Il bianco e nero di Mezzapesa mostra la faida del Gargano tra le famiglie Malatesta e Camporeale, tra uccisioni e vendette. Buon debutto da attrice per Elodie

Titolo: “Ti mangio il cuore”

Regia: Pippo Mezzapesa

Paese di produzione/anno/durata: Italia/ 2022/115 minuti

Interpreti: Elodie, Francesco Patanè, Lidia Vitale, Francesco Di Leva, Tommaso Ragno, Giovanni Trombetta, Letizia Cartolaro, Michele Placido, Brenno Placido, Giovanni Anzaldo, Gianni Lillo.

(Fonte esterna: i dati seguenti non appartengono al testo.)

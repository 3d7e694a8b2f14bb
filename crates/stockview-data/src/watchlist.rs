//! 워치리스트 저장소.
//!
//! 그룹 이름 → 종목 목록 매핑을 로컬 저장소의 단일 키 아래에 보관합니다.
//! 모든 변경 작업은 반환 전에 영속화를 완료하므로, 성공 반환을 관찰한
//! 호출자는 새 상태가 디스크에 반영되었음을 보장받습니다.
//!
//! 매핑 전체가 한 단위로 교체되므로 키 간 일관성 문제는 없습니다.

use crate::batch::join_bounded;
use crate::error::{DataError, Result};
use crate::provider::LogoResolver;
use crate::storage::{get_json, set_json, KvStore};
use std::collections::HashMap;
use std::sync::Arc;
use stockview_core::{normalize_symbol, QuickQuote};
use tokio::sync::RwLock;
use tracing::{debug, info, warn};

/// 워치리스트 영속화 키.
const WATCHLIST_KEY: &str = "WATCHLIST_GROUPS";

/// 그룹 이름 → 종목 목록 (삽입 순서 유지).
pub type WatchlistGroups = HashMap<String, Vec<String>>;

/// 워치리스트 저장소.
pub struct WatchlistStore {
    store: Arc<dyn KvStore>,
    groups: RwLock<WatchlistGroups>,
}

impl WatchlistStore {
    /// 영속 상태를 읽어 저장소를 엽니다.
    ///
    /// 영속 데이터가 없거나 손상된 경우 빈 매핑으로 시작합니다.
    pub async fn open(store: Arc<dyn KvStore>) -> Self {
        let groups = match get_json::<WatchlistGroups>(store.as_ref(), WATCHLIST_KEY).await {
            Ok(Some(groups)) => groups,
            Ok(None) => WatchlistGroups::new(),
            Err(err) => {
                warn!(error = %err, "Watchlist load failed, starting empty");
                WatchlistGroups::new()
            }
        };

        debug!(groups = groups.len(), "Watchlist opened");

        Self {
            store,
            groups: RwLock::new(groups),
        }
    }

    /// 전체 매핑의 스냅샷을 반환합니다.
    pub async fn load_all(&self) -> WatchlistGroups {
        self.groups.read().await.clone()
    }

    /// 그룹의 종목 목록을 반환합니다.
    pub async fn group_symbols(&self, group: &str) -> Option<Vec<String>> {
        self.groups.read().await.get(group).cloned()
    }

    /// 새 그룹을 생성합니다.
    ///
    /// 같은 이름(대소문자 구분)의 그룹이 이미 있으면 `DuplicateGroup`입니다.
    pub async fn create_group(&self, name: &str) -> Result<()> {
        let mut groups = self.groups.write().await;

        if groups.contains_key(name) {
            return Err(DataError::DuplicateGroup(name.to_string()));
        }

        let mut updated = groups.clone();
        updated.insert(name.to_string(), Vec::new());
        self.persist(&updated).await?;
        *groups = updated;

        info!(group = name, "Watchlist group created");
        Ok(())
    }

    /// 그룹과 소속 종목을 함께 삭제합니다.
    ///
    /// 그룹이 없으면 오류가 아니라 no-op입니다.
    pub async fn delete_group(&self, name: &str) -> Result<()> {
        let mut groups = self.groups.write().await;

        if !groups.contains_key(name) {
            return Ok(());
        }

        let mut updated = groups.clone();
        updated.remove(name);
        self.persist(&updated).await?;
        *groups = updated;

        info!(group = name, "Watchlist group deleted");
        Ok(())
    }

    /// 그룹 안에서 종목을 토글합니다.
    ///
    /// 심볼은 비교 전에 대문자로 정규화됩니다. 없으면 추가하고 있으면
    /// 제거하는 대칭 토글이며, 추가되었으면 `true`를 반환합니다.
    pub async fn toggle_symbol(&self, group: &str, symbol: &str) -> Result<bool> {
        let symbol = normalize_symbol(symbol);
        let mut groups = self.groups.write().await;

        let members = groups
            .get(group)
            .ok_or_else(|| DataError::UnknownGroup(group.to_string()))?;

        let mut updated_members = members.clone();
        let added = match updated_members.iter().position(|member| *member == symbol) {
            Some(index) => {
                updated_members.remove(index);
                false
            }
            None => {
                updated_members.push(symbol.clone());
                true
            }
        };

        let mut updated = groups.clone();
        updated.insert(group.to_string(), updated_members);
        self.persist(&updated).await?;
        *groups = updated;

        debug!(group = group, symbol = %symbol, added = added, "Watchlist symbol toggled");
        Ok(added)
    }

    /// 그룹의 모든 종목에 대한 빠른 시세를 일괄 조회합니다.
    ///
    /// 종목 하나의 실패는 해당 항목만 빈 가격의 폴백 값으로 강등되며
    /// 배치의 나머지를 실패시키지 않습니다.
    pub async fn group_quotes(
        &self,
        group: &str,
        resolver: &LogoResolver,
        max_concurrency: usize,
    ) -> Result<Vec<QuickQuote>> {
        let symbols = self
            .group_symbols(group)
            .await
            .ok_or_else(|| DataError::UnknownGroup(group.to_string()))?;

        let outcomes = join_bounded(symbols.iter(), max_concurrency, |symbol| async move {
            resolver.quick_quote(symbol).await
        })
        .await;

        let quotes = outcomes
            .into_iter()
            .zip(&symbols)
            .map(|(outcome, symbol)| match outcome {
                Ok(quote) => quote,
                Err(err) => {
                    warn!(symbol = %symbol, error = %err, "Quick quote failed, using fallback");
                    QuickQuote {
                        symbol: symbol.clone(),
                        ..QuickQuote::default()
                    }
                }
            })
            .collect();

        Ok(quotes)
    }

    /// 매핑 전체를 한 단위로 영속화합니다.
    async fn persist(&self, groups: &WatchlistGroups) -> Result<()> {
        set_json(self.store.as_ref(), WATCHLIST_KEY, groups).await
    }
}
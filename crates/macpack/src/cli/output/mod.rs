//! Output formatting utilities

use console::{style, Style};

/// Print a success message
pub fn success(message: &str) {
    println!("{} {}", style("✓").green().bold(), message);
}

/// Print an error message
pub fn error(message: &str) {
    eprintln!("{} {}", style("✗").red().bold(), message);
}

/// Print a warning message
pub fn warning(message: &str) {
    println!("{} {}", style("!").yellow().bold(), message);
}

/// Create a styled key-value line
pub fn key_value(key: &str, value: &str) -> String {
    format!("  {}: {}", style(key).dim(), value)
}

/// Style for paths
pub fn path_style() -> Style {
    Style::new().cyan()
}
//! Environment overrides for signing
//!
//! Read once per run; the values never change while the run is in progress.

use std::fmt;

/// Certificate locator (path or URL of a .p12 bundle)
pub const CSC_LINK: &str = "CSC_LINK";
/// Password for the certificate bundle
pub const CSC_KEY_PASSWORD: &str = "CSC_KEY_PASSWORD";
/// Explicit signing identity name
pub const CSC_NAME: &str = "CSC_NAME";
/// Installer certificate locator
pub const CSC_INSTALLER_LINK: &str = "CSC_INSTALLER_LINK";
/// Password for the installer certificate bundle
pub const CSC_INSTALLER_KEY_PASSWORD: &str = "CSC_INSTALLER_KEY_PASSWORD";

/// Signing configuration supplied through the environment
#[derive(Clone, Default, PartialEq, Eq)]
pub struct SigningEnv {
    pub csc_link: Option<String>,
    pub csc_key_password: Option<String>,
    pub csc_name: Option<String>,
    pub csc_installer_link: Option<String>,
    pub csc_installer_key_password: Option<String>,
}

impl SigningEnv {
    /// Read the process environment
    pub fn from_env() -> Self {
        Self::from_lookup(|key| std::env::var(key).ok())
    }

    /// Read through an arbitrary lookup; empty values count as unset
    pub fn from_lookup<F>(lookup: F) -> Self
    where
        F: Fn(&str) -> Option<String>,
    {
        let get = |key: &str| lookup(key).filter(|v| !v.is_empty());
        Self {
            csc_link: get(CSC_LINK),
            csc_key_password: get(CSC_KEY_PASSWORD),
            csc_name: get(CSC_NAME),
            csc_installer_link: get(CSC_INSTALLER_LINK),
            csc_installer_key_password: get(CSC_INSTALLER_KEY_PASSWORD),
        }
    }
}

impl fmt::Debug for SigningEnv {
    fn fmt(&self, f: &mut fmt::Formatter<'_>) -> fmt::Result {
        f.debug_struct("SigningEnv")
            .field("csc_link", &self.csc_link)
            .field("csc_key_password", &self.csc_key_password.as_ref().map(|_| "***"))
            .field("csc_name", &self.csc_name)
            .field("csc_installer_link", &self.csc_installer_link)
            .field(
                "csc_installer_key_password",
                &self.csc_installer_key_password.as_ref().map(|_| "***"),
            )
            .finish()
    }
}
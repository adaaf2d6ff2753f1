//! macOS packager
//!
//! Builds and signs the direct-distribution bundle and, when requested, the
//! App Store variant. Both bundles are staged first and then signed side by
//! side; artifact creation for the direct bundle is handed back as a
//! [`DistributableTask`].

use std::path::{Path, PathBuf};
use std::sync::Arc;

use async_trait::async_trait;
use macpack_core::{Arch, ArtifactRecord, BuildTarget, CleanupTasks, SigningEnv};
use macpack_signing::{SignPlatform, SigningOrchestrator};
use tracing::{debug, info, instrument};

use crate::archive::ARCHIVE_FORMATS;
use crate::context::{PackContext, PackagerTools};
use crate::distributable::ArtifactPipeline;
use crate::error::{PackError, Result};
use crate::traits::{AppBuilder, BuildRequest, Platform, PlatformPackager};

/// Deferred creation of the direct bundle's distributable artifacts
pub struct DistributableTask {
    pipeline: ArtifactPipeline,
    out_dir: PathBuf,
    app_out_dir: PathBuf,
    arch: Arch,
}

impl DistributableTask {
    pub fn app_out_dir(&self) -> &Path {
        &self.app_out_dir
    }

    pub async fn run(self) -> Result<Vec<ArtifactRecord>> {
        self.pipeline
            .package_in_distributable_format(&self.out_dir, &self.app_out_dir, self.arch)
            .await
    }
}

/// [`PlatformPackager`] for macOS
pub struct MacPackager {
    ctx: Arc<PackContext>,
    signing: SigningOrchestrator,
    app_builder: Arc<dyn AppBuilder>,
    artifacts: ArtifactPipeline,
}

impl MacPackager {
    /// Names accepted in the target list
    pub const SUPPORTED_TARGETS: &'static [&'static str] =
        &["default", "dmg", "mas", "zip", "7z", "tar.gz", "tgz", "tar.bz2", "tar.xz"];

    /// Create a packager.
    ///
    /// Unknown targets and a certificate link without a password are rejected
    /// here, before any tool runs.
    pub fn new(
        ctx: Arc<PackContext>,
        env: SigningEnv,
        tools: PackagerTools,
        cleanup: CleanupTasks,
    ) -> Result<Self> {
        for target in ctx.config.targets.iter() {
            let known = match target {
                BuildTarget::Archive(format) => ARCHIVE_FORMATS.contains(&format.as_str()),
                _ => true,
            };
            if !known {
                return Err(PackError::UnsupportedTarget {
                    target: target.to_string(),
                    platform: Platform::MacOs.to_string(),
                });
            }
        }

        let signing = SigningOrchestrator::new(
            &ctx.config,
            ctx.project_dir.clone(),
            ctx.resources.clone(),
            env,
            tools.signing,
            Arc::clone(&ctx.sink),
            cleanup,
        )?;
        let artifacts =
            ArtifactPipeline::new(Arc::clone(&ctx), tools.image_writer, tools.archiver);

        Ok(Self {
            ctx,
            signing,
            app_builder: tools.app_builder,
            artifacts,
        })
    }

    pub fn signing(&self) -> &SigningOrchestrator {
        &self.signing
    }

    fn build_request(&self, app_out_dir: PathBuf, arch: Arch, mas: bool) -> BuildRequest {
        BuildRequest {
            app_out_dir,
            product_name: self.ctx.product_name().to_string(),
            arch,
            platform: SignPlatform::for_variant(mas),
            sign_in_build: !mas,
        }
    }

    fn direct_dir(&self, out_dir: &Path, arch: Arch) -> Option<PathBuf> {
        self.ctx
            .config
            .targets
            .has_non_mas()
            .then(|| out_dir.join(format!("mac{}", arch.dir_suffix())))
    }

    fn mas_dir(&self, out_dir: &Path) -> Option<PathBuf> {
        self.ctx.config.targets.has_mas().then(|| out_dir.join("mas"))
    }

    async fn build_variant(
        &self,
        app_out_dir: Option<&Path>,
        arch: Arch,
        mas: bool,
    ) -> Result<()> {
        let Some(app_out_dir) = app_out_dir else {
            return Ok(());
        };
        info!(dir = %app_out_dir.display(), mas, "building app");
        self.app_builder
            .build(&self.build_request(app_out_dir.to_path_buf(), arch, mas))
            .await
    }

    async fn sign_direct(
        &self,
        out_dir: &Path,
        app_out_dir: Option<PathBuf>,
        arch: Arch,
    ) -> Result<Option<DistributableTask>> {
        let Some(app_out_dir) = app_out_dir else {
            return Ok(None);
        };
        self.signing.sign(&app_out_dir, None).await?;

        Ok(Some(DistributableTask {
            pipeline: self.artifacts.clone(),
            out_dir: out_dir.to_path_buf(),
            app_out_dir,
            arch,
        }))
    }

    async fn sign_mas(&self, app_out_dir: Option<&Path>) -> Result<()> {
        let Some(app_out_dir) = app_out_dir else {
            return Ok(());
        };
        let mas_options = self.ctx.config.mas_options();
        if let Some(pkg) = self.signing.sign(app_out_dir, Some(&mas_options)).await? {
            debug!(pkg = %pkg.path().display(), "App Store package created");
        }
        Ok(())
    }
}

#[async_trait]
impl PlatformPackager for MacPackager {
    fn platform(&self) -> Platform {
        Platform::MacOs
    }

    fn supported_targets(&self) -> &'static [&'static str] {
        Self::SUPPORTED_TARGETS
    }

    #[instrument(skip(self, out_dir, arch), fields(arch = %arch))]
    async fn pack(&self, out_dir: &Path, arch: Arch) -> Result<Option<DistributableTask>> {
        let direct_dir = self.direct_dir(out_dir, arch);
        let mas_dir = self.mas_dir(out_dir);

        // Both bundles are staged before either is signed in place
        let (mas, direct) = tokio::join!(
            self.build_variant(mas_dir.as_deref(), arch, true),
            self.build_variant(direct_dir.as_deref(), arch, false)
        );
        mas?;
        direct?;

        let (mas, direct) = tokio::join!(
            self.sign_mas(mas_dir.as_deref()),
            self.sign_direct(out_dir, direct_dir, arch)
        );
        mas?;
        direct
    }
}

Programmazione: Capitol Multisala Bergamo, Treviglio Anteo spazioCinema, Uci Cinemas Curno, Uci Cinemas Orio

In latino, crudo (crūdus) deriva dalla stessa radice di sangue (cruor). Anche per questo, forse non esiste miglior aggettivo per descrivere “Ti mangio il cuore”, mafia movie di Pippo Mezzapesa, in concorso nella sezione Orizzonti alla 79° Mostra del Cinema di Venezia e in sala dal 22 settembre.

Cruda è l’antica faida tra le famiglie Malatesta e Camporeale, crudo è l’arcaico territorio del Gargano, crudi sono i rapporti famigliari, crudo è anche l’amore che nasce tra Andrea, erede dei Malatesta, e Marilena, moglie del boss dei Camporeale.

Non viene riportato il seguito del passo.